We already know that, generally, columnar format supports efficient encoding and decoding by storing values that belong to the same column together. Parquet goes a step ahead by storing nested structures/fields as columns too. This is unlike other columnar formats that only store top-level structure/field in a columnar fashion. Parquet needs to map a field from the schema to a flat column on disk, read it back, and then reconstruct the nested data-structure. We’ll use the car example to explain this concept of definition level. The schema for a car record is here:

message Car {
 required string make;
 required int year;
 
 repeated group part {
     required string name;
     optional int life;
     repeated string oem;   
 }
}

Parquet schema specification is a minimalistic version of Google’s Protocol Buffers. This is done with a model similar to Protocol buffers. Nesting is expressed using groups of fields, and repetition using repeated fields. There is no need for complex types like Maps, List or Sets, as they can be mapped to a combination of repeated fields and groups.

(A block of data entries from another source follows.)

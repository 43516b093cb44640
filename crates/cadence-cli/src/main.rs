//! Cadence CLI - renders timeline projects to WAV files.

mod commands;

use clap::{Parser, Subcommand};
use tracing_subscriber::EnvFilter;

#[derive(Parser)]
#[command(name = "cadence")]
#[command(author, version, about = "Cadence timeline renderer", long_about = None)]
struct Cli {
    #[command(subcommand)]
    command: Commands,
}

#[derive(Subcommand)]
enum Commands {
    /// Render a project to a WAV file
    Render(commands::render::RenderArgs),

    /// Show a project's tracks and their node trees
    Info(commands::info::InfoArgs),

    /// Change the speed of a single WAV file
    Stretch(commands::stretch::StretchArgs),
}

fn main() -> anyhow::Result<()> {
    tracing_subscriber::fmt()
        .with_env_filter(EnvFilter::try_from_default_env().unwrap_or_else(|_| "info".into()))
        .with_writer(std::io::stderr)
        .init();

    let cli = Cli::parse();

    match cli.command {
        Commands::Render(args) => commands::render::run(args),
        Commands::Info(args) => commands::info::run(args),
        Commands::Stretch(args) => commands::stretch::run(args),
    }
}
//! Timeline time values and half-open time ranges.
//!
//! [`Time`] is a signed count of nanoseconds. All arithmetic on it saturates
//! instead of overflowing: speed integration and long shifts routinely produce
//! values near the representable limits, and rendering must not abort on them.
//!
//! [`TimeRange`] is a `[start, start + duration)` interval. It is the unit of
//! demand in the render graph: a node is asked for exactly one range per call.

use core::fmt;
use core::ops::{Add, AddAssign, Neg, Sub, SubAssign};

const NANOS_PER_SECOND: i64 = 1_000_000_000;

/// Signed timeline position or duration with nanosecond resolution.
///
/// # Example
///
/// ```rust
/// use cadence_core::Time;
///
/// let t = Time::from_secs_f64(0.5);
/// assert_eq!(t.to_frames(48000), 24000);
/// assert_eq!(Time::from_frames(24000, 48000), t);
/// ```
#[derive(Clone, Copy, Debug, Default, PartialEq, Eq, PartialOrd, Ord, Hash)]
pub struct Time(i64);

impl Time {
    /// The zero time.
    pub const ZERO: Self = Self(0);
    /// The largest representable time.
    pub const MAX: Self = Self(i64::MAX);
    /// The smallest representable time.
    pub const MIN: Self = Self(i64::MIN);

    /// Creates a time from a nanosecond count.
    #[inline]
    pub const fn from_nanos(nanos: i64) -> Self {
        Self(nanos)
    }

    /// Returns the raw nanosecond count.
    #[inline]
    pub const fn as_nanos(self) -> i64 {
        self.0
    }

    /// Creates a time from whole milliseconds, saturating on overflow.
    pub const fn from_millis(millis: i64) -> Self {
        Self(millis.saturating_mul(1_000_000))
    }

    /// Creates a time from whole seconds, saturating on overflow.
    pub const fn from_secs(secs: i64) -> Self {
        Self(secs.saturating_mul(NANOS_PER_SECOND))
    }

    /// Creates a time from fractional seconds.
    ///
    /// Out-of-range values saturate; NaN maps to zero.
    pub fn from_secs_f64(secs: f64) -> Self {
        if secs.is_nan() {
            return Self::ZERO;
        }
        let nanos = (secs * NANOS_PER_SECOND as f64).round();
        if nanos >= i64::MAX as f64 {
            Self::MAX
        } else if nanos <= i64::MIN as f64 {
            Self::MIN
        } else {
            Self(nanos as i64)
        }
    }

    /// Returns this time in fractional seconds.
    #[inline]
    pub fn as_secs_f64(self) -> f64 {
        self.0 as f64 / NANOS_PER_SECOND as f64
    }

    /// Returns the time of frame `frames` at `sample_rate`, rounded to the
    /// nearest nanosecond.
    pub fn from_frames(frames: i64, sample_rate: u32) -> Self {
        debug_assert!(sample_rate > 0);
        let nanos = div_round(
            i128::from(frames) * i128::from(NANOS_PER_SECOND),
            i128::from(sample_rate.max(1)),
        );
        Self(saturate(nanos))
    }

    /// Converts this time to a frame index at `sample_rate`, rounding half
    /// away from zero.
    pub fn to_frames(self, sample_rate: u32) -> i64 {
        let frames = div_round(
            i128::from(self.0) * i128::from(sample_rate),
            i128::from(NANOS_PER_SECOND),
        );
        saturate(frames)
    }

    /// Returns the exact (fractional) frame position of this time.
    #[inline]
    pub fn to_frames_f64(self, sample_rate: u32) -> f64 {
        self.as_secs_f64() * f64::from(sample_rate)
    }

    /// Checked addition. Returns `None` on overflow.
    #[inline]
    pub fn checked_add(self, rhs: Self) -> Option<Self> {
        self.0.checked_add(rhs.0).map(Self)
    }

    /// Checked subtraction. Returns `None` on overflow.
    #[inline]
    pub fn checked_sub(self, rhs: Self) -> Option<Self> {
        self.0.checked_sub(rhs.0).map(Self)
    }

    /// Saturating addition.
    #[inline]
    pub fn saturating_add(self, rhs: Self) -> Self {
        Self(self.0.saturating_add(rhs.0))
    }

    /// Saturating subtraction.
    #[inline]
    pub fn saturating_sub(self, rhs: Self) -> Self {
        Self(self.0.saturating_sub(rhs.0))
    }

    /// Scales this time by `factor`, saturating on overflow.
    pub fn mul_f64(self, factor: f64) -> Self {
        Self::from_secs_f64(self.as_secs_f64() * factor)
    }

    /// Returns true if this time is before zero.
    #[inline]
    pub fn is_negative(self) -> bool {
        self.0 < 0
    }

    /// Returns the larger of two times.
    #[inline]
    pub fn max(self, other: Self) -> Self {
        Self(self.0.max(other.0))
    }

    /// Returns the smaller of two times.
    #[inline]
    pub fn min(self, other: Self) -> Self {
        Self(self.0.min(other.0))
    }
}

/// Integer division rounding half away from zero.
fn div_round(n: i128, d: i128) -> i128 {
    if n >= 0 {
        (n + d / 2) / d
    } else {
        (n - d / 2) / d
    }
}

fn saturate(value: i128) -> i64 {
    value.clamp(i128::from(i64::MIN), i128::from(i64::MAX)) as i64
}

impl Add for Time {
    type Output = Self;

    #[inline]
    fn add(self, rhs: Self) -> Self {
        self.saturating_add(rhs)
    }
}

impl AddAssign for Time {
    #[inline]
    fn add_assign(&mut self, rhs: Self) {
        *self = *self + rhs;
    }
}

impl Sub for Time {
    type Output = Self;

    #[inline]
    fn sub(self, rhs: Self) -> Self {
        self.saturating_sub(rhs)
    }
}

impl SubAssign for Time {
    #[inline]
    fn sub_assign(&mut self, rhs: Self) {
        *self = *self - rhs;
    }
}

impl Neg for Time {
    type Output = Self;

    #[inline]
    fn neg(self) -> Self {
        Self(self.0.saturating_neg())
    }
}

impl fmt::Display for Time {
    fn fmt(&self, f: &mut fmt::Formatter<'_>) -> fmt::Result {
        write!(f, "{:.6}s", self.as_secs_f64())
    }
}

/// Half-open interval `[start, start + duration)` on a time axis.
///
/// The duration is never negative; constructors clamp negative durations to
/// zero.
#[derive(Clone, Copy, Debug, Default, PartialEq, Eq, Hash)]
pub struct TimeRange {
    start: Time,
    duration: Time,
}

impl TimeRange {
    /// Creates a range from a start and a duration.
    pub fn new(start: Time, duration: Time) -> Self {
        debug_assert!(!duration.is_negative(), "TimeRange duration must be >= 0");
        Self {
            start,
            duration: duration.max(Time::ZERO),
        }
    }

    /// Creates a range from its two bounds. An `end` before `start` yields an
    /// empty range at `start`.
    pub fn from_bounds(start: Time, end: Time) -> Self {
        Self {
            start,
            duration: (end - start).max(Time::ZERO),
        }
    }

    /// Creates a range spanning `frames` frames starting at frame `start_frame`.
    pub fn from_frames(start_frame: i64, frames: usize, sample_rate: u32) -> Self {
        let end_frame = start_frame.saturating_add(frames as i64);
        Self::from_bounds(
            Time::from_frames(start_frame, sample_rate),
            Time::from_frames(end_frame, sample_rate),
        )
    }

    /// Creates a range from fractional seconds.
    pub fn from_secs_f64(start: f64, duration: f64) -> Self {
        Self::new(Time::from_secs_f64(start), Time::from_secs_f64(duration.max(0.0)))
    }

    /// Start of the range.
    #[inline]
    pub fn start(&self) -> Time {
        self.start
    }

    /// Length of the range.
    #[inline]
    pub fn duration(&self) -> Time {
        self.duration
    }

    /// Exclusive end of the range.
    #[inline]
    pub fn end(&self) -> Time {
        self.start + self.duration
    }

    /// Returns true if the range has zero length.
    #[inline]
    pub fn is_empty(&self) -> bool {
        self.duration == Time::ZERO
    }

    /// Returns true if `time` lies inside the range.
    #[inline]
    pub fn contains(&self, time: Time) -> bool {
        time >= self.start && time < self.end()
    }

    /// Returns true if [`intersect`](Self::intersect) would succeed.
    pub fn intersects(&self, other: &TimeRange) -> bool {
        self.intersect(other).is_some()
    }

    /// Intersection of two ranges.
    ///
    /// Returns `None` when the ranges are disjoint (touching counts as
    /// disjoint). An empty range intersects a range that contains its start.
    pub fn intersect(&self, other: &TimeRange) -> Option<TimeRange> {
        let start = self.start.max(other.start);
        let end = self.end().min(other.end());
        if end > start {
            Some(Self::from_bounds(start, end))
        } else if self.is_empty() && other.contains(self.start) {
            Some(*self)
        } else {
            None
        }
    }

    /// Translates the range forward by `delta`.
    #[inline]
    pub fn add_start(&self, delta: Time) -> Self {
        Self {
            start: self.start + delta,
            duration: self.duration,
        }
    }

    /// Translates the range backward by `delta`.
    #[inline]
    pub fn subtract_start(&self, delta: Time) -> Self {
        Self {
            start: self.start - delta,
            duration: self.duration,
        }
    }

    /// Returns the range with the same start and a new duration.
    #[inline]
    pub fn with_duration(&self, duration: Time) -> Self {
        Self::new(self.start, duration)
    }

    /// Returns the range with the same duration and a new start.
    #[inline]
    pub fn with_start(&self, start: Time) -> Self {
        Self {
            start,
            duration: self.duration,
        }
    }

    /// Number of frames this range spans at `sample_rate`.
    #[inline]
    pub fn sample_count(&self, sample_rate: u32) -> usize {
        self.duration.to_frames(sample_rate).max(0) as usize
    }

    /// Index of the first frame of this range at `sample_rate`.
    #[inline]
    pub fn start_frame(&self, sample_rate: u32) -> i64 {
        self.start.to_frames(sample_rate)
    }
}

impl fmt::Display for TimeRange {
    fn fmt(&self, f: &mut fmt::Formatter<'_>) -> fmt::Result {
        write!(f, "[{}, {})", self.start, self.end())
    }
}

#[cfg(test)]
mod tests {
    use super::*;

    #[test]
    fn test_frame_conversions_round_trip() {
        for rate in [8000, 22050, 44100, 48000, 96000] {
            for frame in [0_i64, 1, 7, 441, 44_099, 1_000_003, -5] {
                let t = Time::from_frames(frame, rate);
                assert_eq!(t.to_frames(rate), frame, "rate {rate} frame {frame}");
            }
        }
    }

    #[test]
    fn test_frame_ranges_have_exact_counts() {
        let range = TimeRange::from_frames(12_345, 1000, 44100);
        assert_eq!(range.sample_count(44100), 1000);
        assert_eq!(range.start_frame(44100), 12_345);
    }

    #[test]
    fn test_arithmetic_saturates() {
        assert_eq!(Time::MAX + Time::from_secs(1), Time::MAX);
        assert_eq!(Time::MIN - Time::from_secs(1), Time::MIN);
        assert_eq!(Time::from_secs_f64(f64::INFINITY), Time::MAX);
        assert_eq!(Time::from_secs_f64(f64::NAN), Time::ZERO);
        assert!(Time::MAX.checked_add(Time::from_nanos(1)).is_none());
    }

    #[test]
    fn test_intersect_overlapping() {
        let a = TimeRange::from_secs_f64(0.0, 2.0);
        let b = TimeRange::from_secs_f64(1.0, 2.0);
        let c = a.intersect(&b).unwrap();
        assert_eq!(c, TimeRange::from_secs_f64(1.0, 1.0));
    }

    #[test]
    fn test_intersect_disjoint_and_touching() {
        let a = TimeRange::from_secs_f64(0.0, 1.0);
        let b = TimeRange::from_secs_f64(1.0, 1.0);
        let c = TimeRange::from_secs_f64(5.0, 1.0);
        assert!(a.intersect(&b).is_none());
        assert!(a.intersect(&c).is_none());
        assert!(!a.intersects(&c));
    }

    #[test]
    fn test_empty_range_inside_intersects() {
        let point = TimeRange::new(Time::from_millis(500), Time::ZERO);
        let clip = TimeRange::from_secs_f64(0.0, 1.0);
        assert_eq!(point.intersect(&clip), Some(point));
    }

    #[test]
    fn test_translation_keeps_duration() {
        let r = TimeRange::from_secs_f64(1.0, 0.5);
        let shifted = r.add_start(Time::from_secs(2));
        assert_eq!(shifted.start(), Time::from_secs(3));
        assert_eq!(shifted.duration(), r.duration());
        assert_eq!(shifted.subtract_start(Time::from_secs(2)), r);
    }

    #[test]
    fn test_from_bounds_clamps_reversed() {
        let r = TimeRange::from_bounds(Time::from_secs(2), Time::from_secs(1));
        assert!(r.is_empty());
        assert_eq!(r.start(), Time::from_secs(2));
    }
}
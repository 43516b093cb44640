use crate::buffer::AudioBuffer;
use crate::context::ProcessContext;
use crate::graph::error::GraphError;
use crate::graph::node::{AudioNode, BoxedNode, single_input};
use crate::time::Time;

/// Translates the time axis: a request for `t` reads the input at
/// `t + shift`.
pub struct ShiftNode {
    shift: Time,
    inputs: Vec<BoxedNode>,
}

impl ShiftNode {
    /// Creates a shift of `shift`.
    pub fn new(shift: Time) -> Self {
        Self {
            shift,
            inputs: Vec::new(),
        }
    }

    /// Current shift.
    pub fn shift(&self) -> Time {
        self.shift
    }

    /// Changes the shift.
    pub fn set_shift(&mut self, shift: Time) {
        self.shift = shift;
    }
}

impl AudioNode for ShiftNode {
    fn process(&mut self, context: &ProcessContext<'_>) -> Result<AudioBuffer, GraphError> {
        let shift = self.shift;
        let input = single_input(self.name(), &mut self.inputs)?;
        input.process(&context.with_time_range(context.time_range().add_start(shift)))
    }

    fn name(&self) -> &'static str {
        "ShiftNode"
    }

    fn describe(&self) -> String {
        format!("ShiftNode({})", self.shift)
    }

    fn inputs(&self) -> &[BoxedNode] {
        &self.inputs
    }

    fn inputs_mut(&mut self) -> &mut Vec<BoxedNode> {
        &mut self.inputs
    }
}

#[cfg(test)]
mod tests {
    use super::*;
    use crate::animation::KeyFrameSampler;
    use crate::graph::test_util::Ramp;
    use crate::time::TimeRange;

    #[test]
    fn test_reads_shifted_input() {
        let mut node = ShiftNode::new(Time::from_millis(-10));
        node.add_input(Box::new(Ramp::new(1)));
        let sampler = KeyFrameSampler;
        let range = TimeRange::new(Time::from_millis(30), Time::from_millis(3));
        let ctx = ProcessContext::new(range, 1000, &sampler);
        let out = node.process(&ctx).unwrap();
        assert_eq!(out.channel(0), &[20.0, 21.0, 22.0]);
    }
}
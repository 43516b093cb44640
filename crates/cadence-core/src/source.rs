//! Decoded-audio boundary consumed by [`SourceNode`](crate::graph::SourceNode).
//!
//! A [`SoundSource`] hands out PCM at its own native rate, as mono or
//! interleaved stereo frames. Decoding, file access and caching live behind
//! this trait; `cadence-io` provides a WAV implementation and
//! [`MemorySource`] serves buffers already in memory.

use std::error::Error;

use crate::buffer::AudioBuffer;
use crate::time::Time;

/// Error type returned by sources and effect processors.
pub type BoxError = Box<dyn Error + Send + Sync>;

/// PCM frames returned by a [`SoundSource`].
#[derive(Debug, Clone, PartialEq)]
pub enum Pcm {
    /// One sample per frame.
    Mono(Vec<f32>),
    /// Left/right pairs.
    Stereo(Vec<[f32; 2]>),
}

impl Pcm {
    /// Number of frames.
    pub fn len(&self) -> usize {
        match self {
            Pcm::Mono(samples) => samples.len(),
            Pcm::Stereo(frames) => frames.len(),
        }
    }

    /// Returns true if there are no frames.
    pub fn is_empty(&self) -> bool {
        self.len() == 0
    }

    /// Number of channels (1 or 2).
    pub fn channel_count(&self) -> usize {
        match self {
            Pcm::Mono(_) => 1,
            Pcm::Stereo(_) => 2,
        }
    }

    /// Copies the frames into `buffer` starting at frame `offset`. Copies at
    /// most the frames that fit; returns the number copied.
    pub fn write_into(&self, buffer: &mut AudioBuffer, offset: usize) -> usize {
        let room = buffer.sample_count().saturating_sub(offset);
        let n = self.len().min(room);
        match self {
            Pcm::Mono(samples) => {
                for ch in 0..buffer.channel_count() {
                    buffer.channel_mut(ch)[offset..offset + n].copy_from_slice(&samples[..n]);
                }
            }
            Pcm::Stereo(frames) => {
                let channels = buffer.channel_count();
                if channels == 0 {
                    return 0;
                }
                for (i, frame) in frames[..n].iter().enumerate() {
                    if channels == 1 {
                        buffer.channel_mut(0)[offset + i] = (frame[0] + frame[1]) * 0.5;
                    } else {
                        buffer.channel_mut(0)[offset + i] = frame[0];
                        buffer.channel_mut(1)[offset + i] = frame[1];
                    }
                }
            }
        }
        n
    }
}

/// Random-access decoded audio.
///
/// Frame indices are at [`sample_rate`](Self::sample_rate); frame 0 is the
/// start of the material.
pub trait SoundSource: Send + Sync {
    /// Native sample rate in Hz.
    fn sample_rate(&self) -> u32;

    /// Channels delivered by [`read`](Self::read) (1 or 2).
    fn channel_count(&self) -> usize;

    /// Total length of the material.
    fn duration(&self) -> Time;

    /// Reads up to `frames` frames starting at `start`.
    ///
    /// `Ok(None)` means nothing is available there (past the end); a short
    /// read means the material ends inside the request.
    fn read(&self, start: u64, frames: usize) -> Result<Option<Pcm>, BoxError>;

    /// Human-readable identification for logs and graph dumps.
    fn name(&self) -> &str {
        "source"
    }
}

/// In-memory [`SoundSource`] over an [`AudioBuffer`].
///
/// Buffers with more than two channels expose their first two.
#[derive(Debug, Clone)]
pub struct MemorySource {
    buffer: AudioBuffer,
    name: String,
}

impl MemorySource {
    /// Wraps `buffer`.
    pub fn new(buffer: AudioBuffer) -> Self {
        Self {
            buffer,
            name: "memory".to_owned(),
        }
    }

    /// Sets the name reported by [`SoundSource::name`].
    pub fn with_name(mut self, name: impl Into<String>) -> Self {
        self.name = name.into();
        self
    }

    /// The wrapped buffer.
    pub fn buffer(&self) -> &AudioBuffer {
        &self.buffer
    }
}

impl SoundSource for MemorySource {
    fn sample_rate(&self) -> u32 {
        self.buffer.sample_rate()
    }

    fn channel_count(&self) -> usize {
        self.buffer.channel_count().min(2)
    }

    fn duration(&self) -> Time {
        self.buffer.duration()
    }

    fn read(&self, start: u64, frames: usize) -> Result<Option<Pcm>, BoxError> {
        let total = self.buffer.sample_count();
        let Ok(start) = usize::try_from(start) else {
            return Ok(None);
        };
        if start >= total || self.buffer.channel_count() == 0 {
            return Ok(None);
        }
        let end = start + frames.min(total - start);
        let pcm = if self.buffer.channel_count() == 1 {
            Pcm::Mono(self.buffer.channel(0)[start..end].to_vec())
        } else {
            let left = &self.buffer.channel(0)[start..end];
            let right = &self.buffer.channel(1)[start..end];
            Pcm::Stereo(left.iter().zip(right).map(|(&l, &r)| [l, r]).collect())
        };
        Ok(Some(pcm))
    }

    fn name(&self) -> &str {
        &self.name
    }
}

The root of the schema is a group of fields called a message. Each field has three attributes: a repetition, type and name. The type of a field is either group or a primitive type (int, float, boolean, string) and the repetition can be one of the three following cases:

  • required: exactly one occurrence
  • optional: 0 or 1 occurrence
  • repeated: 0 or more occurrences

More details about Parquet’s schema specification can be found in the official Github repo here.

One ideas behind Parquet is representing the schema as a tree, where the leaves of the tree always represent primitive types. In our example, the root of the tree is Car and the leaf elements are the primitive fields defined in the schema. The path from the root to any leaf element captures the nesting of structures within the schema.